Jakarta (ANTARA News) - Kamar Dagang dan Industri (Kadin) Indonesia mendukung keberadaan Undang-Undang Jaminan Produk Halal (UU JPH) dan telah menandatangani nota kesepahaman dengan sejumlah pihak terkait hal tersebut.

"Kadin sebagai wadah organisasi pelaku usaha merasa perlu, di samping menyosialisasikan dan mendukung keberadaan UU JPH ini juga memberikan masukan kepada pemerintah agar UU JPH ini tidak mendapatkan kendala dalam implementasinya," kata Ketua Komite Tetap Timur Tengah dan OKI Kadin Fachry Thaib dalam keterangan tertulis di Jakarta, Minggu.

Kamar Kadin Indonesia Komite Timur Tengah dan Organisasi Konferensi Islam telah menandatangani nota kesepahaman dengan Badan Penyelenggara Jaminan Produk Halal (BPJPH), Jumat (21/12).

Fachry menyatakan dukungan sepenuhnya terhadap adanya jaminan produk halal dan siap ikut membantu dalam menyosialisasikan keberadaan UU JPH, utamanya di lingkup dunia usaha.

Dia mengatakan, jauh sebelum lahirnya BPJPH, pihaknya telah beberapa kali menyelenggarakan diskusi baik melalui forum terbuka maupun diskusi terfokus (focus group discussion) yang mencoba mengupas manfaat dan kendala implementasi UU JPH atau UU 33/2014, baik secara domestik maupun kepentingan ekspor produk halal.

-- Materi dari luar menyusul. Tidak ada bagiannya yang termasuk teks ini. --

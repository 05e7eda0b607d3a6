mod list;

use std::io::{self, Write};
use std::path::PathBuf;

use anyhow::Result;
use clap::Parser;
use todotxt_core::model::config::DEFAULT_FILE;
use todotxt_core::repository::write_lines;
use todotxt_core::usecase::pipeline;
use todotxt_core::{
    sort_tasks, time, Command, FileTaskRepository, RunConfig, Task, TaskRepository, DEFAULT_SORT_MODE,
};
use tracing::Level;
use tracing_subscriber::FmtSubscriber;

#[derive(Parser)]
#[command(name = "todotxt-util")]
#[command(about = "Todo.txt utility: sort, archive and recurse tasks", long_about = None)]
struct Cli {
    /// todo.txt filename
    #[arg(short, long, default_value = DEFAULT_FILE)]
    file: PathBuf,
    /// Print result on stdout instead of writing files
    #[arg(long)]
    stdout: bool,
    #[arg(short, long)]
    verbose: bool,
    #[command(subcommand)]
    command: Commands,
}

#[derive(clap::Subcommand)]
enum Commands {
    /// Sorting functions
    Sort {
        /// Sorting mode, default: by status, due, t, project, Priority, context
        #[arg(short, long, default_value = DEFAULT_SORT_MODE)]
        mode: String,
        /// Archive done tasks
        #[arg(long)]
        archive: bool,
        /// Create new task according to recurse tags
        #[arg(long)]
        recurse: bool,
    },
    /// Archive done tasks
    Archive {
        /// Create new task according to recurse tags
        #[arg(long)]
        recurse: bool,
    },
    /// Sort, archive and recurse tasks
    Clean {
        #[arg(short, long, default_value = DEFAULT_SORT_MODE)]
        mode: String,
    },
    /// Show parsed tasks without changing anything
    List {
        #[arg(short, long, default_value = DEFAULT_SORT_MODE)]
        mode: String,
        /// Print JSON instead of a table
        #[arg(long)]
        json: bool,
    },
}

fn init_logging(verbose: bool) -> Result<()> {
    let level = if verbose { Level::DEBUG } else { Level::WARN };
    let subscriber = FmtSubscriber::builder()
        .with_max_level(level)
        .with_writer(io::stderr)
        .without_time()
        .with_target(false)
        .finish();
    tracing::subscriber::set_global_default(subscriber)?;
    Ok(())
}

fn print_tasks(tasks: &[Task], verbose: bool, header: &str) -> Result<()> {
    let mut out = io::stdout().lock();
    let header = format!("----------- {} -----------", header);
    if verbose {
        writeln!(out, "{}", header)?;
    }
    write_lines(&mut out, tasks, "\n")?;
    if verbose {
        writeln!(out, "{}", "-".repeat(header.len()))?;
    }
    Ok(())
}

fn main() -> Result<()> {
    let cli = Cli::parse();
    init_logging(cli.verbose)?;

    let config = RunConfig::new(&cli.file, cli.stdout);
    let repo = FileTaskRepository::from_config(&config);
    tracing::debug!(
        "todo file {}, archive {}",
        repo.file_path().display(),
        repo.archive_path().display()
    );
    // One reference day for the whole run.
    let today = time::today();

    let command = match cli.command {
        Commands::List { mode, json } => {
            let tasks = sort_tasks(repo.load(today)?, &mode)?;
            return list::show_tasks(&tasks, json);
        }
        Commands::Sort {
            mode,
            archive,
            recurse,
        } => Command::Sort {
            mode,
            recurse,
            archive,
        },
        Commands::Archive { recurse } => Command::Archive { recurse },
        Commands::Clean { mode } => Command::Clean { mode },
    };

    if config.stdout {
        let outcome = pipeline::run(&command, repo.load(today)?, today)?;
        print_tasks(&outcome.tasks, cli.verbose, "TASKS")?;
        if let Some(archived) = &outcome.archived {
            print_tasks(archived, cli.verbose, "ARCHIVE")?;
        }
    } else {
        pipeline::run_with_repository(&repo, &command, today)?;
    }

    tracing::debug!("done");
    Ok(())
}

Dalam Pasal 53 UU JPH juga mengatur masalah partisipasi publik, yakni masyarakat termasuk pelaku usaha dapat berperan serta dalam penyelenggaraan UU JPH.

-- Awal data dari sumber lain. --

//! Configuration for a Tessera compilation.
//!
//! All types implement [`serde::Deserialize`] with every field defaulted, so
//! a configuration file only names what it changes.
//!
//! # Overview
//!
//! - [`CompilerConfig`] - Top-level configuration: build platform, warning policy and extra tables.
//! - [`TableConfig`] - A symbol definition owned by the linker schema, registered before analysis.
//! - [`FieldConfig`] - One typed column of a [`TableConfig`].
//!
//! # Example
//!
//! ```
//! # use tessera::config::CompilerConfig;
//! # use tessera_core::platform::Platform;
//! let config = CompilerConfig::from_toml_str(
//!     r#"
//!     platform = "x64"
//!     warnings_as_errors = true
//!
//!     [[extra_tables]]
//!     name = "WixFirewallException"
//!     fields = [{ name = "Port", kind = "string" }]
//!     "#,
//! )
//! .expect("valid configuration");
//!
//! assert_eq!(config.platform(), Platform::X64);
//! assert!(config.warnings_as_errors());
//! assert_eq!(config.extra_tables()[0].name(), "WixFirewallException");
//! ```

use std::{fs, path::Path};

use log::debug;
use serde::Deserialize;

use tessera_core::{
    platform::Platform,
    symbol::{FieldDefinition, FieldKind, SymbolDefinition},
};

use crate::TesseraError;

/// Top-level compilation configuration.
#[derive(Debug, Clone, Default, Deserialize)]
#[serde(deny_unknown_fields)]
pub struct CompilerConfig {
    /// Platform the package is built for.
    #[serde(default)]
    platform: Platform,

    /// Promote warnings to errors when a source unit finishes.
    #[serde(default)]
    warnings_as_errors: bool,

    /// Drop warnings from the report.
    #[serde(default)]
    suppress_warnings: bool,

    /// Additional symbol definitions.
    #[serde(default)]
    extra_tables: Vec<TableConfig>,
}

impl CompilerConfig {
    /// Parses a configuration from TOML text.
    ///
    /// # Errors
    ///
    /// Returns [`TesseraError::Config`] if the text is not valid TOML or does
    /// not describe a configuration.
    pub fn from_toml_str(content: &str) -> Result<Self, TesseraError> {
        toml::from_str(content).map_err(|err| TesseraError::Config(err.to_string()))
    }

    /// Loads a configuration from a TOML file.
    ///
    /// # Errors
    ///
    /// Returns [`TesseraError::Io`] if the file cannot be read and
    /// [`TesseraError::Config`] if its content is invalid.
    pub fn load(path: impl AsRef<Path>) -> Result<Self, TesseraError> {
        let path = path.as_ref();
        debug!(path:? = path; "Loading configuration");
        let content = fs::read_to_string(path)?;
        Self::from_toml_str(&content)
    }

    /// Sets the build platform.
    pub fn with_platform(mut self, platform: Platform) -> Self {
        self.platform = platform;
        self
    }

    /// Sets whether warnings are promoted to errors.
    pub fn with_warnings_as_errors(mut self, enabled: bool) -> Self {
        self.warnings_as_errors = enabled;
        self
    }

    /// Sets whether warnings are dropped from the report.
    pub fn with_suppress_warnings(mut self, enabled: bool) -> Self {
        self.suppress_warnings = enabled;
        self
    }

    /// Adds a symbol definition to register before analysis.
    pub fn with_extra_table(mut self, table: TableConfig) -> Self {
        self.extra_tables.push(table);
        self
    }

    /// Returns the build platform.
    pub fn platform(&self) -> Platform {
        self.platform
    }

    /// Returns `true` if warnings are promoted to errors.
    pub fn warnings_as_errors(&self) -> bool {
        self.warnings_as_errors
    }

    /// Returns `true` if warnings are dropped from the report.
    ///
    /// Ignored when [`warnings_as_errors`](Self::warnings_as_errors) is set.
    pub fn suppress_warnings(&self) -> bool {
        self.suppress_warnings
    }

    /// Returns the additional symbol definitions.
    pub fn extra_tables(&self) -> &[TableConfig] {
        &self.extra_tables
    }
}

/// A symbol definition supplied by configuration.
#[derive(Debug, Clone, Deserialize)]
#[serde(deny_unknown_fields)]
pub struct TableConfig {
    name: String,

    #[serde(default)]
    fields: Vec<FieldConfig>,
}

impl TableConfig {
    pub fn new(name: impl Into<String>, fields: Vec<FieldConfig>) -> Self {
        Self {
            name: name.into(),
            fields,
        }
    }

    pub fn name(&self) -> &str {
        &self.name
    }

    pub fn fields(&self) -> &[FieldConfig] {
        &self.fields
    }

    /// Builds the symbol definition this table describes.
    pub fn to_definition(&self) -> SymbolDefinition {
        let fields = self
            .fields
            .iter()
            .map(|field| FieldDefinition::new(field.name.clone(), field.kind))
            .collect();
        SymbolDefinition::new(self.name.clone(), fields)
    }
}

/// A typed column of a [`TableConfig`].
#[derive(Debug, Clone, Deserialize)]
#[serde(deny_unknown_fields)]
pub struct FieldConfig {
    name: String,
    kind: FieldKind,
}

impl FieldConfig {
    pub fn new(name: impl Into<String>, kind: FieldKind) -> Self {
        Self {
            name: name.into(),
            kind,
        }
    }

    pub fn name(&self) -> &str {
        &self.name
    }

    pub fn kind(&self) -> FieldKind {
        self.kind
    }
}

Peran serta itu dapat berupa ikut melakukan sosialisasi mengenai UU JPH juga mengawasi pelaksanaannya.

Menurut Fachry, UU ini dibuat pada hakekatnya sebagai perlindungan terhadap konsumen, khususnya masyarakat konsumen Islam.

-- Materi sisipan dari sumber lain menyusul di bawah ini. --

//! Tessera Core Types and Definitions
//!
//! This crate provides the intermediate representation shared by the Tessera
//! installer compiler stages. It includes:
//!
//! - **Identifiers**: Access-scoped symbol identifiers ([`identifier::Identifier`])
//! - **Locations**: Source file and line information ([`location::SourceLineNumber`])
//! - **Symbols**: Typed rows and their schemas ([`symbol`] module)
//! - **Sections**: Per-source-unit symbol containers ([`section`] module)
//! - **Enumerations**: Platforms, registry roots, references and sequences
//! - **XML**: The element/attribute tree consumed from the front end ([`xml`] module)

pub mod identifier;
pub mod location;
pub mod platform;
pub mod reference;
pub mod registry;
pub mod section;
pub mod sequence;
pub mod symbol;
pub mod xml;
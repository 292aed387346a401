//! The contract between the analyzer and compiler extensions.
//!
//! Extensions claim attributes and elements the core language does not
//! recognize. The analyzer offers each construct to the registered extensions
//! of its namespace in registration order and stops at the first claim; see
//! [`Analyzer::parse_extension_attribute`] and friends.

use indexmap::IndexMap;

use tessera_core::{
    section::{Intermediate, Section},
    xml::{XmlAttribute, XmlElement},
};

use crate::Analyzer;

/// Caller-supplied facts about the enclosing construct, such as the id of
/// the component being parsed.
pub type ParseContext = IndexMap<String, String>;

/// An extension's answer to an offered construct.
#[derive(Debug, Clone, PartialEq, Eq)]
pub enum Claim<T> {
    /// Not handled; the next extension is asked.
    Declined,

    /// Handled; dispatch stops.
    Claimed(T),
}

impl<T> Claim<T> {
    pub fn is_claimed(&self) -> bool {
        matches!(self, Self::Claimed(_))
    }
}

/// What a component's key path points at.
#[derive(Debug, Clone, Copy, PartialEq, Eq)]
pub enum KeyPathKind {
    File,
    Directory,
    Registry,
}

/// A key path contributed by an extension element.
///
/// The caller merges it into the enclosing component, which has at most one
/// key path.
#[derive(Debug, Clone, PartialEq, Eq)]
pub struct ComponentKeyPath {
    id: String,
    kind: KeyPathKind,
    explicit: bool,
}

impl ComponentKeyPath {
    /// Creates a key path. `explicit` marks a key path the author asked for,
    /// which wins over implicit candidates.
    pub fn new(id: impl Into<String>, kind: KeyPathKind, explicit: bool) -> Self {
        Self {
            id: id.into(),
            kind,
            explicit,
        }
    }

    pub fn id(&self) -> &str {
        &self.id
    }

    pub fn kind(&self) -> KeyPathKind {
        self.kind
    }

    pub fn is_explicit(&self) -> bool {
        self.explicit
    }
}

/// A plugin that parses constructs of one XML namespace.
///
/// Every hook declines by default, so an extension implements only what it
/// handles. Hooks report problems through the analyzer and add their symbols
/// to the section like the core builders do.
pub trait CompilerExtension {
    /// The XML namespace this extension owns.
    fn namespace(&self) -> &str;

    fn try_parse_attribute(
        &mut self,
        _analyzer: &mut Analyzer,
        _intermediate: &Intermediate,
        _section: &mut Section,
        _element: &XmlElement,
        _attribute: &XmlAttribute,
        _context: &ParseContext,
    ) -> Claim<()> {
        Claim::Declined
    }

    fn try_parse_element(
        &mut self,
        _analyzer: &mut Analyzer,
        _intermediate: &Intermediate,
        _section: &mut Section,
        _parent: &XmlElement,
        _element: &XmlElement,
        _context: &ParseContext,
    ) -> Claim<()> {
        Claim::Declined
    }

    /// Like [`try_parse_element`](Self::try_parse_element), for elements
    /// nested in a component that may supply its key path.
    fn try_parse_key_path_element(
        &mut self,
        _analyzer: &mut Analyzer,
        _intermediate: &Intermediate,
        _section: &mut Section,
        _parent: &XmlElement,
        _element: &XmlElement,
        _context: &ParseContext,
    ) -> Claim<Option<ComponentKeyPath>> {
        Claim::Declined
    }
}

Ia berpendapat, paling tidak ada pertimbangan pokok yang utama, yakni belum ada kepastian hukum dan jaminan hukum bagi umat Islam untuk dapat mengonsumsi atau menggunakan produk halal, sehingga menjadikan umat Islam menemui kesulitan membedakan mana yang halal dan mana haram, menimbulkan keraguan lahir dan ketidaktentraman batin dalam mengkonsumsi atau menggunakan produk.

Sampai saat ini, lanjutnya, masih dijumpai adanya upaya pelaku usaha impor untuk memasok kebutuhan pangan dan konsumsi lainnya dari bahan yang tidak halal, yang dapat dikonsumsi dengan mudah dan tanpa disadari oleh masyarakat melalui toko atau gerai atau pasar pasar swalayan.

"Pertimbangan lainnya adalah sistem produk halal Indonesia belum memiliki standar secara nasional. Padahal, negara-negara tetangga seperti Singapura, Malaysia, dan Thailand dan bahkan Amerika Serikat dan beberapa negara Eropa sudah memiliki standar halal nasional," ucapnya.